The acrylate or methacrylate ester polymers that are contained in the solid component of the present kit may be in either homopolymeric or copolymeric form. Preferably the polymeric esters have a softening point (Tg) above about 50 C. In particularly preferred embodiments of the present kit the polymeric esters are selected from the group consisting of polymethyl, polyethyl, polypropyl or polybutyl methacrylate or copolymers of these polymers. Polyethyl methacrylate and copolymers of this polymer with polymethyl, polypropyl and polybutyl methacrylate are especially preferred.
Although a mixture of two or more polymers may be used in the solid component of the present kit, it is preferred that the solid component contains only one polymeric ester, preferably polyethyl methacrylate.
The present kit may further comprise an inorganic filler and a polymerisation initiator. The inorganic filler, which is generally in admixture (up to 10% by wet) with the one or more polymers of the solid component, may be chosen from any of the inorganic fillers that are well known in the polymer art. Examples include finely-divided alumina silicates, silica, quartz and glass. However if an inorganic filler is used it is important that the physical and chemical properties of the polymeric material finally produced do not differ significantly from the properties of the equivalent inorganic filler free polymeric material.
The polymerisation initiator may also be any of those that are well known in the polymer art.
Typically, however, free radical catalysts, such as the organic peroxides, benzoyl peroxide and lauroyl peroxide, are used. Often a residual amount of the peroxides may be present in the polymer of the solid component. If this is the case it may not be necessary to add any more of the catalyst to the kit. On the other hand if there is not sufficient residual peroxide present, it should be added, preferably to the solid component, until a suitable concentration is present. The initiators, particularly benzoyl peroxide, may be activated by using heat. Preferably, however, activation is effected with the aid of a chemical activator, so that the polymerisation may be completed at room temperature (so-called "cold curing").

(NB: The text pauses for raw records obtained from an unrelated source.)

use std::fmt;

/// # Opcodes
///
/// Chip-8 opcodes are 16 bits each, stored big-endian. Their behavior is cased on some combination of:
/// - `(n, _, _, _)` broad categorization; applies to all opcodes
/// - `(_, _, _, n)` specific behavior within a category
/// - `(_, _, n, n)` more specific behavior within a category
/// - `(_, n, n, n)` some fixed function that doesn't require variables (e.g. CLS; clear screen)
///
/// Nibbles not used to determine the operation often (but not always) carry important data.
/// - `(_, n, n, n)` represent a 12-bit address
/// - `(_, _, n, n)` encodes some data that is assigned to and/or compared with Vx
/// - `(_, n, _, _)` refers either to the register Vx or a range of registers V0..=Vx
/// - `(_, _, n, _)` refers to the the register Vy
#[derive(Debug, Copy, Clone, PartialEq, Eq)]
pub struct Opcode(pub u16);

impl Opcode {
    /// Combines the two bytes of an instruction, most significant first.
    pub fn from_bytes(high: u8, low: u8) -> Self {
        Opcode(u16::from_be_bytes([high, low]))
    }

    /// The Opcode's component nibbles.
    pub fn nibbles(self) -> (u8, u8, u8, u8) {
        (((self.0 & 0xF000) >> 12) as u8, self.x(), self.y(), self.n())
    }

    /// `[_x__]`
    pub fn x(self) -> u8 {
        ((self.0 & 0x0F00) >> 8) as u8
    }

    /// `[__y_]`
    pub fn y(self) -> u8 {
        ((self.0 & 0x00F0) >> 4) as u8
    }

    /// `[___n]`
    pub fn n(self) -> u8 {
        (self.0 & 0x000F) as u8
    }

    /// `[__kk]`
    pub fn kk(self) -> u8 {
        (self.0 & 0x00FF) as u8
    }

    /// `[_nnn]`
    pub fn nnn(self) -> u16 {
        self.0 & 0x0FFF
    }
}

impl fmt::Display for Opcode {
    fn fmt(&self, f: &mut fmt::Formatter<'_>) -> fmt::Result {
        write!(f, "{:04X}", self.0)
    }
}
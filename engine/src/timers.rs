/// # Timers
/// Two 8-bit countdown timers (delay & sound).
/// - they decrement once per tick (60Hz) until they reach 0
/// - while the sound timer is above 0 the host should play a tone
#[derive(Debug, Copy, Clone, Default, PartialEq, Eq)]
pub struct Timers {
    pub delay: u8,
    pub sound: u8,
}

impl Timers {
    pub fn new() -> Self {
        Timers::default()
    }

    pub fn tick(&mut self) {
        self.delay = self.delay.saturating_sub(1);
        self.sound = self.sound.saturating_sub(1);
    }

    pub fn sound_active(&self) -> bool {
        self.sound > 0
    }
}
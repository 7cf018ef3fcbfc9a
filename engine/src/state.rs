use crate::error::Fault;
use crate::keypad::Keypad;
use crate::memory::Memory;
use crate::registers::Registers;
use crate::screen::Screen;
use crate::timers::Timers;

/// What the CPU will do on its next cycle.
#[derive(Debug, Clone, PartialEq, Eq)]
pub enum Mode {
    /// Fetching and executing instructions.
    Running,
    /// Suspended by `Fx0A` until a key is held; the key is stored in `register`.
    AwaitingKey { register: usize },
    /// Stopped by a fatal fault; nothing more will execute.
    Halted(Fault),
}

/// A snapshot of the Chip-8 internal state
///
/// ## CPU
/// - registers, program counter, address register and call stack
///
/// ## Timers
/// - 2 8-bit timers (delay & sound), decremented at 60Hz by the host
///
/// ## Memory
/// - 4096 bytes of addressable memory
/// - 64x32 frame buffer
///     - stores the contents of the next frame to be drawn
///     - `draw_flag` is raised whenever it changes
///
/// ## Input
/// - the held status of keys 0..F
/// - emulation halts while awaiting a key to write to some register
#[derive(Clone)]
pub struct State {
    pub memory: Memory,
    pub registers: Registers,
    pub screen: Screen,
    pub timers: Timers,
    pub keypad: Keypad,
    pub mode: Mode,
    pub draw_flag: bool,
}

impl State {
    pub fn new() -> Self {
        State {
            memory: Memory::new(),
            registers: Registers::new(),
            screen: Screen::new(),
            timers: Timers::new(),
            keypad: Keypad::new(),
            mode: Mode::Running,
            draw_flag: false,
        }
    }
}

impl Default for State {
    fn default() -> Self {
        Self::new()
    }
}
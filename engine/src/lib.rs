pub use chip8::{Chip8, Step};
pub use config::Config;
pub use error::{Fault, RomError};
pub use instruction::Instruction;
pub use opcode::Opcode;
pub use screen::{EdgePolicy, FrameBuffer};
pub use state::Mode;

mod chip8;
mod config;
pub mod constants;
mod error;
mod instruction;
pub mod keypad;
pub mod memory;
mod opcode;
mod operations;
pub mod registers;
pub mod screen;
mod state;
pub mod timers;
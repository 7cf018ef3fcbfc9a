use thiserror::Error;

use crate::opcode::Opcode;

/// A fatal condition raised while executing a program.
///
/// Once a machine faults it halts; every later `step` reports the same fault.
#[derive(Debug, Clone, PartialEq, Eq, Error)]
pub enum Fault {
    #[error("unknown opcode {opcode} at {address:#05X}")]
    UnknownOpcode { opcode: Opcode, address: u16 },

    #[error("stack overflow at {address:#05X}: call nested deeper than {depth} levels")]
    StackOverflow { address: u16, depth: usize },

    #[error("stack underflow at {address:#05X}: return with an empty call stack")]
    StackUnderflow { address: u16 },

    #[error("memory access out of bounds: {len} byte(s) at {address:#06X}")]
    AddressOverrun { address: usize, len: usize },
}

/// A ROM that could not be loaded. Raised before any execution begins.
#[derive(Debug, Error)]
pub enum RomError {
    #[error("unable to read ROM")]
    Io(#[from] std::io::Error),

    #[error("ROM is too large ({size} bytes), max size is {max} bytes")]
    TooLarge { size: usize, max: usize },

    #[error("ROM is empty")]
    Empty,
}
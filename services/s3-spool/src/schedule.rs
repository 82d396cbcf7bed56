use crate::clock::Clock;
use crate::namer::TriggerKind;
use chrono::{DateTime, Duration as ChronoDuration, TimeZone};
use std::pin::Pin;
use std::sync::Arc;
use std::time::Duration;
use tokio::time::{interval_at, sleep, Instant, Interval, MissedTickBehavior, Sleep};
use tracing::debug;

/// Time left until the next local 00:00:00 after `now`.
///
/// Computed from the wall clock each time so DST shifts do not accumulate.
/// When midnight does not exist in the zone (a DST gap) the first valid
/// instant after it is used.
pub fn until_next_midnight<Tz: TimeZone>(now: &DateTime<Tz>) -> Duration {
    let tz = now.timezone();
    let tomorrow = now
        .date_naive()
        .succ_opt()
        .unwrap_or(now.date_naive())
        .and_time(chrono::NaiveTime::MIN);

    let next = tz
        .from_local_datetime(&tomorrow)
        .earliest()
        .or_else(|| {
            tz.from_local_datetime(&(tomorrow + ChronoDuration::hours(1)))
                .earliest()
        });

    match next {
        Some(next) => next
            .signed_duration_since(now.clone())
            .to_std()
            .unwrap_or(Duration::ZERO),
        None => Duration::from_secs(24 * 60 * 60),
    }
}

/// The periodic ticker and the midnight ticker
pub struct UploadTrigger {
    periodic: Interval,
    midnight: Pin<Box<Sleep>>,
    clock: Arc<dyn Clock>,
}

impl UploadTrigger {
    /// The first periodic tick fires one full `period` after creation.
    pub fn new(period: Duration, clock: Arc<dyn Clock>) -> Self {
        let mut periodic = interval_at(Instant::now() + period, period);
        periodic.set_missed_tick_behavior(MissedTickBehavior::Delay);

        let midnight = Box::pin(sleep(until_next_midnight(&clock.now())));

        Self {
            periodic,
            midnight,
            clock,
        }
    }

    fn rearm_midnight(&mut self) {
        let wait = until_next_midnight(&self.clock.now());
        debug!(wait_secs = wait.as_secs(), "Midnight ticker re-armed");
        self.midnight.as_mut().reset(Instant::now() + wait);
    }

    /// Wait for whichever ticker fires next.
    ///
    /// Cancel safe: dropping the future loses no tick.
    pub async fn tick(&mut self) -> TriggerKind {
        tokio::select! {
            _ = self.periodic.tick() => TriggerKind::Periodic,
            _ = &mut self.midnight => {
                self.rearm_midnight();
                TriggerKind::Midnight
            }
        }
    }
}

#[cfg(test)]
mod tests {
    use super::*;
    use crate::clock::FixedClock;
    use chrono::{FixedOffset, Local};

    fn at(h: u32, m: u32, s: u32) -> DateTime<FixedOffset> {
        FixedOffset::east_opt(8 * 3600)
            .unwrap()
            .with_ymd_and_hms(2024, 2, 28, h, m, s)
            .unwrap()
    }

    #[test]
    fn test_until_next_midnight() {
        assert_eq!(until_next_midnight(&at(23, 59, 50)), Duration::from_secs(10));
        assert_eq!(until_next_midnight(&at(12, 0, 0)), Duration::from_secs(12 * 3600));
    }

    #[test]
    fn test_exactly_midnight_waits_a_full_day() {
        assert_eq!(
            until_next_midnight(&at(0, 0, 0)),
            Duration::from_secs(24 * 3600)
        );
    }

    #[tokio::test(start_paused = true)]
    async fn test_periodic_ticks_after_one_period() {
        let clock = Arc::new(FixedClock(Local.with_ymd_and_hms(2024, 3, 1, 12, 0, 0).unwrap()));
        let mut trigger = UploadTrigger::new(Duration::from_secs(60), clock);

        let started = Instant::now();
        assert_eq!(trigger.tick().await, TriggerKind::Periodic);
        assert!(started.elapsed() >= Duration::from_secs(60));
    }

    #[tokio::test(start_paused = true)]
    async fn test_midnight_fires_and_rearms() {
        let clock = Arc::new(FixedClock(
            Local.with_ymd_and_hms(2024, 3, 1, 23, 59, 30).unwrap(),
        ));
        let mut trigger = UploadTrigger::new(Duration::from_secs(3600), clock);

        assert_eq!(trigger.tick().await, TriggerKind::Midnight);
        // Frozen clock: the next midnight is again 30s away
        assert_eq!(trigger.tick().await, TriggerKind::Midnight);
    }
}
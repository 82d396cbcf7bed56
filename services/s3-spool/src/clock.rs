use chrono::{DateTime, Local};

/// Source of wall-clock time for key naming and midnight scheduling
pub trait Clock: Send + Sync {
    fn now(&self) -> DateTime<Local>;
}

/// The process-local system clock
#[derive(Debug, Clone, Copy, Default)]
pub struct SystemClock;

impl Clock for SystemClock {
    fn now(&self) -> DateTime<Local> {
        Local::now()
    }
}

/// A clock frozen at one instant
#[derive(Debug, Clone, Copy)]
pub struct FixedClock(pub DateTime<Local>);

impl Clock for FixedClock {
    fn now(&self) -> DateTime<Local> {
        self.0
    }
}
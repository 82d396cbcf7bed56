//! In-place compression of the buffer file.
//!
//! A compressor rewrites the file at a given path so that, on success, the
//! compressed artifact sits at the very same path. On failure the original
//! file must be left exactly as it was.

use async_trait::async_trait;
use std::ffi::OsString;
use std::io;
use std::path::{Path, PathBuf};
use thiserror::Error;
use tokio::process::Command;
use tracing::{debug, warn};

/// Errors raised by an external compression step
#[derive(Error, Debug)]
pub enum CompressError {
    #[error("Failed to run compression program {program}: {source}")]
    Spawn {
        program: String,
        #[source]
        source: io::Error,
    },

    #[error("Compression program {program} exited with {status}: {stderr}")]
    ToolFailed {
        program: String,
        status: std::process::ExitStatus,
        stderr: String,
    },

    #[error("Failed to move compressed artifact back to {}: {source}", .path.display())]
    Rename {
        path: PathBuf,
        #[source]
        source: io::Error,
    },
}

#[async_trait]
pub trait Compressor: Send + Sync {
    /// Compress the file at `path`, leaving the result under the same path.
    async fn compress(&self, path: &Path) -> Result<(), CompressError>;
}

/// Compresses by shelling out to a gzip-compatible program.
///
/// Runs `<program> -k -f <path>`, which writes `<path>.gz` and keeps the
/// original, then renames `<path>.gz` over `<path>`.
#[derive(Debug, Clone)]
pub struct GzipCommand {
    program: String,
}

impl GzipCommand {
    pub fn new(program: impl Into<String>) -> Self {
        Self {
            program: program.into(),
        }
    }
}

impl Default for GzipCommand {
    fn default() -> Self {
        Self::new("gzip")
    }
}

/// `<path>.gz`
pub fn gz_artifact_path(path: &Path) -> PathBuf {
    let mut name = OsString::from(path.as_os_str());
    name.push(".gz");
    PathBuf::from(name)
}

async fn remove_partial(artifact: &Path) {
    if let Err(e) = tokio::fs::remove_file(artifact).await {
        if e.kind() != io::ErrorKind::NotFound {
            warn!(path = %artifact.display(), error = %e, "Failed to remove partial artifact");
        }
    }
}

#[async_trait]
impl Compressor for GzipCommand {
    async fn compress(&self, path: &Path) -> Result<(), CompressError> {
        let artifact = gz_artifact_path(path);

        let output = Command::new(&self.program)
            .arg("-k")
            .arg("-f")
            .arg(path)
            .output()
            .await
            .map_err(|source| CompressError::Spawn {
                program: self.program.clone(),
                source,
            })?;

        if !output.status.success() {
            remove_partial(&artifact).await;
            return Err(CompressError::ToolFailed {
                program: self.program.clone(),
                status: output.status,
                stderr: String::from_utf8_lossy(&output.stderr).trim().to_string(),
            });
        }

        if let Err(source) = tokio::fs::rename(&artifact, path).await {
            remove_partial(&artifact).await;
            return Err(CompressError::Rename {
                path: path.to_path_buf(),
                source,
            });
        }

        debug!(path = %path.display(), program = %self.program, "Compressed in place");
        Ok(())
    }
}
use crate::config::OutputConfig;
use async_trait::async_trait;
use aws_config::BehaviorVersion;
use aws_sdk_s3::config::{Builder as S3ConfigBuilder, Credentials};
use aws_sdk_s3::primitives::ByteStream;
use aws_sdk_s3::types::ObjectCannedAcl;
use aws_sdk_s3::Client as S3Client;
use aws_types::region::Region;
use serde::Deserialize;
use thiserror::Error;
use tracing::{debug, info, instrument};

/// Errors returned by an object store write
#[derive(Error, Debug)]
pub enum StoreError {
    #[error("Failed to put object {key}: {message}")]
    PutFailed { key: String, message: String },
}

/// Canned access policy attached to each uploaded object
#[derive(Debug, Clone, Copy, Deserialize, Default, PartialEq, Eq)]
#[serde(rename_all = "kebab-case")]
pub enum Acl {
    Private,
    #[default]
    PublicRead,
    PublicReadWrite,
    AuthenticatedRead,
    BucketOwnerRead,
    BucketOwnerFullControl,
}

impl Acl {
    pub fn as_str(&self) -> &'static str {
        match self {
            Acl::Private => "private",
            Acl::PublicRead => "public-read",
            Acl::PublicReadWrite => "public-read-write",
            Acl::AuthenticatedRead => "authenticated-read",
            Acl::BucketOwnerRead => "bucket-owner-read",
            Acl::BucketOwnerFullControl => "bucket-owner-full-control",
        }
    }

    fn to_canned(self) -> ObjectCannedAcl {
        match self {
            Acl::Private => ObjectCannedAcl::Private,
            Acl::PublicRead => ObjectCannedAcl::PublicRead,
            Acl::PublicReadWrite => ObjectCannedAcl::PublicReadWrite,
            Acl::AuthenticatedRead => ObjectCannedAcl::AuthenticatedRead,
            Acl::BucketOwnerRead => ObjectCannedAcl::BucketOwnerRead,
            Acl::BucketOwnerFullControl => ObjectCannedAcl::BucketOwnerFullControl,
        }
    }
}

/// Write-only view of a remote object store.
///
/// A `put` either stores the whole object or fails; callers never have to
/// reconcile a partially written object.
#[cfg_attr(test, mockall::automock)]
#[async_trait]
pub trait ObjectStore: Send + Sync {
    async fn put(
        &self,
        key: &str,
        body: Vec<u8>,
        content_type: &str,
        acl: Acl,
    ) -> Result<(), StoreError>;
}

/// S3-backed object store
pub struct S3ObjectStore {
    client: S3Client,
    bucket: String,
}

impl S3ObjectStore {
    /// Create a new S3 object store for the configured bucket
    pub async fn new(config: &OutputConfig) -> Self {
        let mut loader = aws_config::defaults(BehaviorVersion::latest())
            .region(Region::new(config.region.clone()));

        if config.has_static_credentials() {
            loader = loader.credentials_provider(Credentials::new(
                config.access_key.clone(),
                config.secret_key.clone(),
                None,
                None,
                "s3-spool-config",
            ));
        }

        let aws_config = loader.load().await;
        let mut s3_config_builder = S3ConfigBuilder::from(&aws_config);

        // Configure custom endpoint for MinIO/LocalStack
        if let Some(ref endpoint_url) = config.endpoint_url {
            s3_config_builder = s3_config_builder.endpoint_url(endpoint_url);
        }

        if config.force_path_style {
            s3_config_builder = s3_config_builder.force_path_style(true);
        }

        let client = S3Client::from_conf(s3_config_builder.build());

        info!(
            bucket = %config.bucket,
            region = %config.region,
            static_credentials = config.has_static_credentials(),
            "S3 object store initialized"
        );

        Self {
            client,
            bucket: config.bucket.clone(),
        }
    }
}

#[async_trait]
impl ObjectStore for S3ObjectStore {
    #[instrument(skip(self, body), fields(bucket = %self.bucket, size_bytes = body.len()))]
    async fn put(
        &self,
        key: &str,
        body: Vec<u8>,
        content_type: &str,
        acl: Acl,
    ) -> Result<(), StoreError> {
        debug!(key = %key, acl = acl.as_str(), "Putting object");

        self.client
            .put_object()
            .bucket(&self.bucket)
            .key(key)
            .body(ByteStream::from(body))
            .content_type(content_type)
            .acl(acl.to_canned())
            .send()
            .await
            .map_err(|e| StoreError::PutFailed {
                key: key.to_string(),
                message: aws_sdk_s3::error::DisplayErrorContext(&e).to_string(),
            })?;

        Ok(())
    }
}
//! S3 Spool service
//!
//! Reads records as lines from stdin, buffers them locally and uploads the
//! batches to S3 on a schedule.
//!
//! # Configuration
//!
//! Configuration is loaded from:
//! 1. Configuration files (config/s3-spool.*, /etc/s3-spool/s3-spool.*)
//! 2. Environment variables (prefixed with S3SPOOL__)
//!
//! See `config.rs` for detailed configuration options.

use anyhow::{Context, Result};
use s3_spool::config::{LogFormat, ServiceConfig};
use s3_spool::{
    Clock, Compressor, Config, Encoder, GzipCommand, InputFormat, JsonLineEncoder, LineEncoder,
    ObjectNamer, ObjectStore, Pipeline, RunSummary, S3ObjectStore, SpoolBuffer, SystemClock,
    UploadTrigger, Uploader,
};
use std::sync::Arc;
use tokio::io::{AsyncBufReadExt, BufReader};
use tokio::signal;
use tokio::sync::mpsc;
use tokio::task::JoinHandle;
use tracing::{error, info};
use tracing_subscriber::{fmt, layer::SubscriberExt, util::SubscriberInitExt, EnvFilter};

/// Records read ahead of the pipeline before stdin reads block
const RECORD_CHANNEL_CAPACITY: usize = 1024;

#[tokio::main]
async fn main() -> Result<()> {
    // Load configuration
    let config = Config::load().context("Failed to load configuration")?;

    // Initialize logging
    init_tracing(&config.service);

    let output = &config.output;
    info!(
        service = %config.service.name,
        version = env!("CARGO_PKG_VERSION"),
        bucket = %output.bucket,
        prefix = %output.prefix,
        buffer_file = %output.buffer_file_path().display(),
        "Starting S3 spool"
    );

    if config.service.metrics_port != 0 {
        init_metrics(config.service.metrics_port)?;
    }

    let store: Arc<dyn ObjectStore> = Arc::new(S3ObjectStore::new(output).await);

    let compressor = output.compression.then(|| {
        Arc::new(GzipCommand::new(output.compression_program.clone())) as Arc<dyn Compressor>
    });
    let buffer = SpoolBuffer::from_config(output, compressor);
    buffer
        .recover()
        .await
        .context("Failed to recover buffer state")?;

    let clock: Arc<dyn Clock> = Arc::new(SystemClock);
    let uploader = Uploader::new(
        store,
        ObjectNamer::new(output.prefix.clone(), output.compression),
        clock.clone(),
    )
    .with_acl(output.acl);
    let trigger = UploadTrigger::new(output.ticker_interval(), clock);

    let (tx, rx) = mpsc::channel(RECORD_CHANNEL_CAPACITY);
    let reader = tokio::spawn(read_stdin(tx));

    let summary = match config.input.format {
        InputFormat::Lines => {
            let pipeline = Pipeline::new(buffer, uploader, trigger, LineEncoder)
                .flush_on_shutdown(output.flush_on_shutdown);
            drive(pipeline, rx, reader).await
        }
        InputFormat::JsonLines => {
            let pipeline = Pipeline::new(buffer, uploader, trigger, JsonLineEncoder)
                .flush_on_shutdown(output.flush_on_shutdown);
            drive(pipeline, rx, reader).await
        }
    };

    info!(
        records_buffered = summary.records_buffered,
        uploads_succeeded = summary.uploads_succeeded,
        "S3 spool stopped"
    );

    Ok(())
}

/// Run the pipeline until stdin ends or a shutdown signal arrives.
///
/// Stopping the reader drops the sender, which closes the pipeline's input.
/// A blocking stdin read cannot be cancelled, so process exit may still wait
/// for one more line or EOF on an interactive terminal.
async fn drive<E: Encoder<String>>(
    pipeline: Pipeline<String, E>,
    rx: mpsc::Receiver<String>,
    reader: JoinHandle<()>,
) -> RunSummary {
    let run = pipeline.run(rx);
    tokio::pin!(run);

    tokio::select! {
        summary = &mut run => {
            reader.abort();
            summary
        }
        _ = shutdown_signal() => {
            reader.abort();
            run.await
        }
    }
}

/// Forward stdin lines to the pipeline
async fn read_stdin(tx: mpsc::Sender<String>) {
    let mut lines = BufReader::new(tokio::io::stdin()).lines();

    loop {
        match lines.next_line().await {
            Ok(Some(line)) => {
                if tx.send(line).await.is_err() {
                    break;
                }
            }
            Ok(None) => {
                info!("Input reached end of stream");
                break;
            }
            Err(e) => {
                error!(error = %e, "Failed to read from stdin");
                break;
            }
        }
    }
}

/// Initialize tracing/logging
fn init_tracing(service: &ServiceConfig) {
    let env_filter =
        EnvFilter::try_from_default_env().unwrap_or_else(|_| EnvFilter::new(&service.log_level));

    let registry = tracing_subscriber::registry().with(env_filter);

    match service.log_format {
        LogFormat::Json => registry.with(fmt::layer().json()).init(),
        LogFormat::Pretty => registry.with(fmt::layer().pretty()).init(),
    }
}

/// Initialize Prometheus metrics exporter
fn init_metrics(port: u16) -> Result<()> {
    metrics_exporter_prometheus::PrometheusBuilder::new()
        .with_http_listener(([0, 0, 0, 0], port))
        .install()
        .context("Failed to install Prometheus metrics exporter")?;

    info!(port = port, "Prometheus metrics exporter started");

    Ok(())
}

/// Wait for shutdown signal (SIGINT or SIGTERM)
async fn shutdown_signal() {
    let ctrl_c = async {
        signal::ctrl_c()
            .await
            .expect("Failed to install Ctrl+C handler");
    };

    #[cfg(unix)]
    let terminate = async {
        signal::unix::signal(signal::unix::SignalKind::terminate())
            .expect("Failed to install SIGTERM handler")
            .recv()
            .await;
    };

    #[cfg(not(unix))]
    let terminate = std::future::pending::<()>();

    tokio::select! {
        _ = ctrl_c => {
            info!("Received Ctrl+C signal");
        }
        _ = terminate => {
            info!("Received SIGTERM signal");
        }
    }
}
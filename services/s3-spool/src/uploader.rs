use crate::buffer::{BufferError, SpoolBuffer};
use crate::clock::Clock;
use crate::namer::{ObjectNamer, TriggerKind};
use crate::store::{Acl, ObjectStore, StoreError};
use std::sync::Arc;
use std::time::Instant;
use thiserror::Error;
use tracing::{debug, info, instrument};

/// Outcome of a failed flush-and-upload cycle
#[derive(Error, Debug)]
pub enum FlushError {
    #[error("Nothing to upload")]
    NothingToUpload,

    #[error(transparent)]
    Buffer(#[from] BufferError),

    #[error(transparent)]
    Store(#[from] StoreError),
}

impl FlushError {
    /// An empty buffer is expected on quiet periods and is not a failure
    pub fn is_nothing_to_upload(&self) -> bool {
        matches!(self, FlushError::NothingToUpload)
    }
}

/// A completed upload
#[derive(Debug, Clone, PartialEq, Eq)]
pub struct UploadReceipt {
    pub key: String,
    pub size_bytes: usize,
    pub content_type: &'static str,
}

/// Drains a [`SpoolBuffer`] into the object store.
///
/// Every cycle runs spill, compress, read, put and then discard. Any
/// failure leaves the buffer file where it is so the next trigger retries it.
pub struct Uploader {
    store: Arc<dyn ObjectStore>,
    namer: ObjectNamer,
    clock: Arc<dyn Clock>,
    acl: Acl,
}

impl Uploader {
    pub fn new(store: Arc<dyn ObjectStore>, namer: ObjectNamer, clock: Arc<dyn Clock>) -> Self {
        Self {
            store,
            namer,
            clock,
            acl: Acl::PublicRead,
        }
    }

    pub fn with_acl(mut self, acl: Acl) -> Self {
        self.acl = acl;
        self
    }

    #[instrument(skip(self, buffer, trigger), fields(trigger = trigger.as_str()))]
    pub async fn upload(
        &self,
        buffer: &mut SpoolBuffer,
        trigger: TriggerKind,
    ) -> Result<UploadReceipt, FlushError> {
        if buffer.is_drained().await? {
            return Err(FlushError::NothingToUpload);
        }

        // The file becomes the single source of truth for this cycle
        buffer.spill_to_disk().await?;
        buffer.seal().await?;

        debug!(path = %buffer.file_path().display(), "Reading buffer file for upload");
        let body = buffer.read_file().await?;
        let size_bytes = body.len();

        let key = self.namer.object_key(self.clock.now().naive_local(), trigger);
        let content_type = self.namer.content_type();

        let started = Instant::now();
        let result = self.store.put(&key, body, content_type, self.acl).await;
        metrics::histogram!("s3_spool.upload.duration_seconds")
            .record(started.elapsed().as_secs_f64());

        if let Err(e) = result {
            metrics::counter!("s3_spool.uploads.failed").increment(1);
            return Err(e.into());
        }

        info!(key = %key, "Upload finished, removing buffer file on disk");
        buffer.discard().await?;

        metrics::counter!("s3_spool.uploads.succeeded").increment(1);
        metrics::counter!("s3_spool.bytes.uploaded").increment(size_bytes as u64);

        Ok(UploadReceipt {
            key,
            size_bytes,
            content_type,
        })
    }
}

If this "cold curing" is the process of choice then the present kit may also comprise a chemical activator for the polymerisation initiator. Preferred activators include organic tertiary amines, such as N,N-dialkyl-p-toluidines, N,N-dialkylanilines and N-p-tolyl-dialkanolamines. In particularly preferred embodiments of the kit of the present invention the activator is selected from the group consisting of N,N-dimethyl-p-toluidine, N,N-dimethylaniline, N-p-toluene-diethanolamine and N,N-diethyl-ptoluidine. Preferably the chemical activator is present in the liquid component of the kit.
Other conventional initiators and activators, while not at present preferred, may be used in place of or together with the above substances, provided they lead to an efficient polymerisation step.
Further additives, such as pigments, to produce a coloured material, and stabilising agents (for example sulphinic acid derivatives, especiallyp-toluenesulphinic acid), to prevent oxidation of the tertiary amines and thereby stabilise the polymer's colour, may also be present in alternative embodiments of the present kit. Moreover, in order to facilitate the use of the present kit in the present princess, a set of instructions, giving process details, may also be included in a preferred form of the present kit.
The polymeric materials prepared by the process of the present invention are suitable for use in any area where a resinous or hard plastics material with low linear curing shrinkage is required.
However, the present materials are particularly suitable for use in the formation of biomedical appliances, such as hearing aids, tooth fillings, dental bridges and crowns, dentures, artificial eyes and contact lenses, or for use in other biomedical applications, for example as a bone cement.
The polymeric materials, processes of forming the polymeric materials and applications for the polymeric materials will now be described by way of example only with particular reference to the figures in which: Figure 1 shows a polymerisation shrinkage apparatus; and Figure 2 shows the linear polymerisation shrinkage of a number of acrylic resins against time.
Example la Formation of the polymeric material A polymeric material was prepared in accordance with the present invention wherein the solid phase was composed of 99 parts by weight of 240 mesh size polyethyl methacrylate and 1 part by weight of benzoyl peroxide. The liquid portion of the composition was prepared by mixing 97.5 parts by weight of tetrahydrofurfuryl methacrylate and 2.5 parts by weight of N,N-dimethyl-p-toluidine.
The solid and liquid phases were then blended (in the ratio 1.0 g powder to 0.624 g liquid) at 200C to form, after about 5 mins, a dough-like composition which, after a further 10 mins, had hardened to a solid resin.
b. The procedure of Example 1 a was repeated except that the ratio of solid to liquid that was blended was 1.2 g to 0.624 g.
c. The procedure of Example 1 a was repeated except that the ratio of solid to liquid that was blended was 1.5 g to 0.624 g.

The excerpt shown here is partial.